Sunday, February 3, 2013

Batten Down the Hatches...maybe

Yesterday I enjoyed a nice little walk sans snow, in fact there was not a bank, flake, nor ball of the stuff to be found anywhere.  This morning...serious flakage.  In fact it looks kind of purdy out there.  And as par for the course here on the very edge of the world the weather wizards are predicting dire warnings of snow, wind, and blizzard conditions.  It may, or may not, happen.  This is winter number three of me living here and so far I have discovered that the weather people are even more out to lunch on this end of the country than they were on the far west side.

Just thought I would put a picture in to contrast the one from the day before where I took the picture of the tree which was blown down.  (Tree has been cleaned up and dragged away.  But you can still see the broken stump on the right where it had come from.)  

Typically they predict severe winter conditions, and the sun comes out, the temperatures warm up, and the birds sing a happy tune.  Then they predict sunshine and happiness, the clouds move in, the rain begins to fall, and the birds sit in the trees with frowny beaks.  In no other profession then perhaps politics can you be so fracked up and still keep your job.

Which brings me to my point.  They are predicting storms of the apocalyptic magnitude for this area in the next couple of days.  There is a pretty good chance we may end up going out sunbathing, but in the mean time we will be battening down the hatches, filling the feeder with birdseed, pulling out our winter garments, and looking for the sunblock.

Wish us luck, we may, or may not, need it. 

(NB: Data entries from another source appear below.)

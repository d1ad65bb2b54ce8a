//! Filedepot Processing Library
//!
//! Size/shape transforms for stored images, served through the
//! derived-artifact cache: the first call with a given parameter set renders
//! and caches the artifact, later calls are pure cache reads.
//!
//! Pixel work is delegated to an opaque backend behind the `PixelTransform`
//! trait; the default backend uses the `image` crate.

pub mod pixel;
pub mod transform;

// Re-export commonly used types
pub use pixel::{ensure_image_upload, ImageBackend, PixelTransform};
pub use transform::{Anchor, TransformError, Transformer};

  1. Not to be too pissy about it but the world of weather forecasting is *extremely* difficult. The sheer amount of variables that need to be considered (and or best guessed about) make for large degrees of uncertainty. If you want an accurate forecast don't ask them for information beyond a day or two in the future. Outside of that there are simply too many things they cannot take into account. However, this one is the key. Be honest. How many times have you complained when the forecast was bang on. How many times are you even likely to have noticed? We're a little bit anal about keeping records here and the truth is that accuracy in the short term is pretty damned good while the medium and long term is a crapshoot. Avoid the anecdotal approach and test your theory. Keep track for a couple of weeks or a month and see how accurate the next day, next couple of days, next week forecasts turn out. I'd be curious to see how that experience turns out.

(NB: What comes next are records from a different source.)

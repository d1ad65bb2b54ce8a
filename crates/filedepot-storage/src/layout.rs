//! Path and URL resolution for the storage tree.
//!
//! `StorageLayout` is a pure mapping from `(config, bucket)` to directories
//! and URLs; nothing here is cached beyond the call. Directory creation is
//! idempotent and race-safe: "already exists" is success.

use std::path::PathBuf;

use filedepot_core::constants::CACHE_DIR_NAME;
use filedepot_core::{Bucket, ConfigError, StorageConfig, UrlBase};
use tokio::fs;

use crate::error::{StorageError, StorageResult};

/// How a URL should be rendered.
///
/// With a fixed configured base URL both modes yield the fully prefixed URL.
/// Without one, `Relative` yields a root-relative path and `Absolute` prefixes
/// the scheme+host of the current request, supplied by the caller.
#[derive(Debug, Clone, Copy)]
pub enum UrlMode<'a> {
    Relative,
    Absolute { host: &'a str },
}

/// Resolves bucket directories and URLs under one storage configuration.
#[derive(Debug, Clone)]
pub struct StorageLayout {
    config: StorageConfig,
}

impl StorageLayout {
    /// Validate the configuration and build a layout.
    ///
    /// Configuration problems are fatal here, never reported per call.
    pub fn new(config: StorageConfig) -> Result<Self, ConfigError> {
        config.validate()?;
        Ok(StorageLayout { config })
    }

    pub fn config(&self) -> &StorageConfig {
        &self.config
    }

    /// Directory holding a bucket's original files:
    /// `{root}/{dir}/{group}[/{object}]`.
    pub fn upload_dir(&self, bucket: &Bucket) -> PathBuf {
        let mut path = self.config.storage_root.join(&self.config.storage_dir);
        path.push(bucket.group_code());
        if let Some(object_id) = bucket.object_id() {
            path.push(object_id);
        }
        path
    }

    /// Directory holding a bucket's derived artifacts:
    /// `{upload_dir}/cache`.
    pub fn cache_dir(&self, bucket: &Bucket) -> PathBuf {
        self.upload_dir(bucket).join(CACHE_DIR_NAME)
    }

    /// Path of one original file in a bucket.
    pub fn file_path(&self, bucket: &Bucket, sys_name: &str) -> PathBuf {
        self.upload_dir(bucket).join(sys_name)
    }

    /// Path of one derived artifact in a bucket's cache directory.
    pub fn cache_file_path(&self, bucket: &Bucket, cache_name: &str) -> PathBuf {
        self.cache_dir(bucket).join(cache_name)
    }

    fn url_path(&self, bucket: &Bucket) -> String {
        let mut url = format!("/{}/{}", self.config.storage_dir, bucket.group_code());
        if let Some(object_id) = bucket.object_id() {
            url.push('/');
            url.push_str(object_id);
        }
        url
    }

    /// URL of a bucket's upload directory.
    pub fn upload_url(&self, bucket: &Bucket, mode: UrlMode<'_>) -> String {
        let path = self.url_path(bucket);
        match (&self.config.base_url, mode) {
            (UrlBase::Fixed(base), _) => format!("{}{}", base.trim_end_matches('/'), path),
            (UrlBase::CurrentHost, UrlMode::Relative) => path,
            (UrlBase::CurrentHost, UrlMode::Absolute { host }) => {
                format!("{}{}", host.trim_end_matches('/'), path)
            }
        }
    }

    /// URL of a bucket's cache directory.
    pub fn cache_url(&self, bucket: &Bucket, mode: UrlMode<'_>) -> String {
        format!("{}/{}", self.upload_url(bucket, mode), CACHE_DIR_NAME)
    }

    /// URL of one original file.
    pub fn file_url(&self, bucket: &Bucket, sys_name: &str, mode: UrlMode<'_>) -> String {
        format!("{}/{}", self.upload_url(bucket, mode), sys_name)
    }

    /// URL of one derived artifact.
    pub fn cache_file_url(&self, bucket: &Bucket, cache_name: &str, mode: UrlMode<'_>) -> String {
        format!("{}/{}", self.cache_url(bucket, mode), cache_name)
    }

    /// Create the bucket's upload directory if it does not exist yet.
    pub async fn ensure_upload_dir(&self, bucket: &Bucket) -> StorageResult<PathBuf> {
        let path = self.upload_dir(bucket);
        self.ensure_dir(&path).await?;
        Ok(path)
    }

    /// Create the bucket's cache directory if it does not exist yet.
    pub async fn ensure_cache_dir(&self, bucket: &Bucket) -> StorageResult<PathBuf> {
        let path = self.cache_dir(bucket);
        self.ensure_dir(&path).await?;
        Ok(path)
    }

    async fn ensure_dir(&self, path: &PathBuf) -> StorageResult<()> {
        // create_dir_all treats an existing directory as success, so two
        // racing callers cannot fail each other here.
        fs::create_dir_all(path)
            .await
            .map_err(|source| StorageError::DirCreate {
                path: path.clone(),
                source,
            })
    }
}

    My guess is that being out on a peninsula like you are makes it *way* harder to get accurate forecasts because things can change quite suddenly and drastically. Meenwhile in our neck of the woods (as an example) the temprature forecasts (and for the most part of the actual conditions too) have been accurate to within a degree or two. At the same time we have to acknowledge that we are in a freakish little micro-climate here and will often get little or none of the precip called for while thirty clicks away it happens exactly as predicted.

    I think I'll start testing accuracy on this scale this'll be interesting to me, to see how they score.

    1. I hope you aren't trying to take away my right to bitch about the weather. As you know it is every Canadian's right, nay duty, to bitch about the weather. As for, facts...well I say nananaboozki to them. If the Sasquatch/Baby Jesus/UFOologists can disregard in your face, black and white, scientific evidence without even a by your leave, well then by gum so can I!

  2. Ah...well, when you put it that way I must surely cede yer dog given right to cuss out them weather varmints for not getting themselves their forecasts die-rektly from Baby Jeebus hizself!